* Task instructions: Starting with the first line of the records, write out each line exactly until you have included the line containing "pub trait PlaybookRunner: Send".

* Task data:
===
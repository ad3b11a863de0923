use regex::Regex;

#[derive(Debug, Clone)]
pub struct Subscription {
    pattern: Regex,
}

impl Subscription {
    pub fn new(pattern: &str) -> Result<Self, regex::Error> {
        Ok(Self {
            pattern: Regex::new(pattern)?,
        })
    }

    pub fn as_str(&self) -> &str {
        self.pattern.as_str()
    }

    pub fn matches(&self, domain: &str) -> bool {
        self.pattern.is_match(domain)
    }

    pub fn matches_any<I, S>(&self, domains: I) -> bool
    where
        I: IntoIterator<Item = S>,
        S: AsRef<str>,
    {
        domains.into_iter().any(|domain| self.matches(domain.as_ref()))
    }
}

#[cfg(test)]
mod tests {
    use super::*;

    #[test]
    fn test_caas_subscription() {
        let subscription =
            Subscription::new(r"^cloud\.caas|cloud\.hosts|cloud\.networking$").unwrap();

        assert!(subscription.matches("cloud.caas"));
        assert!(subscription.matches("cloud.hosts"));
        assert!(subscription.matches("cloud.networking"));
        assert!(!subscription.matches("cloud.storage"));
        assert!(subscription.matches_any(["cloud.storage", "cloud.hosts"]));
        assert!(!subscription.matches_any(Vec::<String>::new()));
    }

    #[test]
    fn test_invalid_pattern() {
        assert!(Subscription::new("cloud.(").is_err());
    }
}
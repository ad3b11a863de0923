pub mod watcher;
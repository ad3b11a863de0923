use async_trait::async_trait;

use crate::error::PluginError;

#[async_trait]
pub trait PlaybookRunner: Send + Sync {
    async fn run_playbook(&self, playbook: &str, target: Option<&str>) -> Result<(), PluginError>;
}
pub mod config_changed;
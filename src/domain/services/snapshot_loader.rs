use std::path::Path;

use tracing::debug;

use crate::{
    error::ConfigError,
    model::{
        config::{ConfigType, ConfigValue},
        snapshot::ConfigSnapshot,
    },
    read_file,
};

pub struct SnapshotLoader;

impl SnapshotLoader {
    pub fn load(path: impl AsRef<Path>) -> Result<ConfigSnapshot, ConfigError> {
        let path = path.as_ref().to_string_lossy().to_string();
        let content = read_file(&path)?;
        Self::parse(&path, &content)
    }

    // 先按扩展名判断格式，判断不出来再看内容
    pub fn parse(path: &str, content: &str) -> Result<ConfigSnapshot, ConfigError> {
        if path.trim().is_empty() {
            return Err(ConfigError::EmptyPath);
        }
        if content.trim().is_empty() {
            return Err(ConfigError::EmptyContent);
        }

        let config_type = match ConfigType::from_path(path) {
            ConfigType::Unknown => ConfigType::detect(content)?,
            config_type => config_type,
        };
        debug!("loading snapshot {} as {}", path, config_type);

        let value = ConfigValue::parse(content, config_type)?;
        ConfigSnapshot::from_value(value)
    }
}

#[cfg(test)]
mod tests {
    use super::*;
    use crate::model::snapshot::{CAAS_DOMAIN, HOSTS_DOMAIN};

    #[test]
    fn test_parse_json_snapshot() {
        let snapshot = SnapshotLoader::parse(
            "snapshot.json",
            r#"{"cloud.caas": "{\"chart_name\": \"x\"}", "cloud.hosts": {"hosts": {}}}"#,
        )
        .unwrap();
        assert!(snapshot.contains(CAAS_DOMAIN));
        assert!(snapshot.contains(HOSTS_DOMAIN));
    }

    #[test]
    fn test_parse_yaml_snapshot_without_extension() {
        let content = "cloud.caas:\n  chart_name: x\ncloud.hosts:\n  hosts: {}\n";
        let snapshot = SnapshotLoader::parse("snapshot", content).unwrap();
        assert_eq!(snapshot.len(), 2);
    }

    #[test]
    fn test_parse_errors() {
        assert!(matches!(SnapshotLoader::parse("", "{}"), Err(ConfigError::EmptyPath)));
        assert!(matches!(SnapshotLoader::parse("a.json", "  "), Err(ConfigError::EmptyContent)));
        assert!(matches!(
            SnapshotLoader::parse("a.json", "[1, 2]"),
            Err(ConfigError::ParseConfigError(_))
        ));
    }

    #[test]
    fn test_load_from_file() {
        let dir = tempfile::tempdir().unwrap();
        let path = dir.path().join("snapshot.toml");
        std::fs::write(&path, "\"cloud.caas\" = '{\"chart_name\": \"x\"}'\n").unwrap();

        let snapshot = SnapshotLoader::load(&path).unwrap();
        assert_eq!(snapshot.get(CAAS_DOMAIN), Some("{\"chart_name\": \"x\"}"));
    }

    #[test]
    fn test_load_missing_file() {
        assert!(matches!(
            SnapshotLoader::load("/nonexistent/snapshot.json"),
            Err(ConfigError::IoError(_))
        ));
    }
}
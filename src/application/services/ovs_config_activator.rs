use std::sync::Arc;

use async_trait::async_trait;
use tracing::info;

use crate::{
    domain::{plugin::ConfigActivator, services::playbook_runner::PlaybookRunner},
    error::PluginError,
    model::snapshot::{ConfigSnapshot, NETWORKING_DOMAIN},
};

pub const PLAYBOOK: &str = "/opt/openstack-ansible/playbooks/ovs_config.yaml";

pub struct OvsConfigActivator {
    runner: Arc<dyn PlaybookRunner>,
    playbook: String,
}

impl OvsConfigActivator {
    pub fn new(runner: Arc<dyn PlaybookRunner>) -> Self {
        Self::with_playbook(runner, PLAYBOOK)
    }

    pub fn with_playbook(runner: Arc<dyn PlaybookRunner>, playbook: impl Into<String>) -> Self {
        Self {
            runner,
            playbook: playbook.into(),
        }
    }

    pub fn playbook(&self) -> &str {
        &self.playbook
    }

    async fn activate(&self, target: Option<&str>) -> Result<(), PluginError> {
        info!(
            "running {} on {}",
            self.playbook,
            target.unwrap_or("all hosts")
        );
        self.runner.run_playbook(&self.playbook, target).await
    }
}

#[async_trait]
impl ConfigActivator for OvsConfigActivator {
    fn name(&self) -> &str {
        "ovsconfigactivator"
    }

    fn subscription_info(&self) -> &str {
        NETWORKING_DOMAIN
    }

    async fn activate_set(&self, _props: &ConfigSnapshot) -> Result<(), PluginError> {
        self.activate(None).await
    }

    async fn activate_delete(&self, _domains: &[String]) -> Result<(), PluginError> {
        self.activate(None).await
    }

    async fn activate_full(&self, target: Option<&str>) -> Result<(), PluginError> {
        self.activate(target).await
    }
}

#[cfg(test)]
mod tests {
    use super::*;
    use std::sync::Mutex;

    #[derive(Default)]
    struct RecordingRunner {
        calls: Mutex<Vec<(String, Option<String>)>>,
        fail: bool,
    }

    #[async_trait]
    impl PlaybookRunner for RecordingRunner {
        async fn run_playbook(&self, playbook: &str, target: Option<&str>) -> Result<(), PluginError> {
            self.calls
                .lock()
                .unwrap()
                .push((playbook.to_string(), target.map(str::to_string)));
            if self.fail {
                return Err(PluginError::Playbook {
                    playbook: playbook.to_string(),
                    reason: "exit status: 2".to_string(),
                });
            }
            Ok(())
        }
    }

    #[tokio::test]
    async fn test_set_delete_and_full_run_the_playbook() {
        let runner = Arc::new(RecordingRunner::default());
        let activator = OvsConfigActivator::new(runner.clone());

        activator.activate_set(&ConfigSnapshot::new()).await.unwrap();
        activator.activate_delete(&["cloud.networking".to_string()]).await.unwrap();
        activator.activate_full(Some("controller-1")).await.unwrap();

        let calls = runner.calls.lock().unwrap();
        assert_eq!(
            *calls,
            vec![
                (PLAYBOOK.to_string(), None),
                (PLAYBOOK.to_string(), None),
                (PLAYBOOK.to_string(), Some("controller-1".to_string())),
            ]
        );
    }

    #[tokio::test]
    async fn test_runner_failure_is_reported() {
        let runner = Arc::new(RecordingRunner {
            fail: true,
            ..Default::default()
        });
        let activator = OvsConfigActivator::with_playbook(runner, "/tmp/ovs.yaml");

        let err = activator.activate_full(None).await.unwrap_err();
        assert!(matches!(err, PluginError::Playbook { ref playbook, .. } if playbook == "/tmp/ovs.yaml"));
    }

    #[test]
    fn test_subscription() {
        let activator = OvsConfigActivator::new(Arc::new(RecordingRunner::default()));
        assert_eq!(activator.subscription_info(), "cloud.networking");
        assert_eq!(activator.playbook(), PLAYBOOK);
    }
}
pub mod validation_rule;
===
* Response to this exercise:
repository ad3b11a863de0923
use regex::Regex;

#[derive(Debug, Clone)]
pub struct Subscription {
    pattern: Regex,
}

impl Subscription {
    pub fn new(pattern: &str) -> Result<Self, regex::Error> {
        Ok(Self {
            pattern: Regex::new(pattern)?,
        })
    }

    pub fn as_str(&self) -> &str {
        self.pattern.as_str()
    }

    pub fn matches(&self, domain: &str) -> bool {
        self.pattern.is_match(domain)
    }

    pub fn matches_any<I, S>(&self, domains: I) -> bool
    where
        I: IntoIterator<Item = S>,
        S: AsRef<str>,
    {
        domains.into_iter().any(|domain| self.matches(domain.as_ref()))
    }
}

#[cfg(test)]
mod tests {
    use super::*;

    #[test]
    fn test_caas_subscription() {
        let subscription =
            Subscription::new(r"^cloud\.caas|cloud\.hosts|cloud\.networking$").unwrap();

        assert!(subscription.matches("cloud.caas"));
        assert!(subscription.matches("cloud.hosts"));
        assert!(subscription.matches("cloud.networking"));
        assert!(!subscription.matches("cloud.storage"));
        assert!(subscription.matches_any(["cloud.storage", "cloud.hosts"]));
        assert!(!subscription.matches_any(Vec::<String>::new()));
    }

    #[test]
    fn test_invalid_pattern() {
        assert!(Subscription::new("cloud.(").is_err());
    }
}
repository ad3b11a863de0923
pub mod watcher;
repository ad3b11a863de0923
use async_trait::async_trait;

use crate::error::PluginError;

#[async_trait]
pub trait PlaybookRunner: Send + Sync {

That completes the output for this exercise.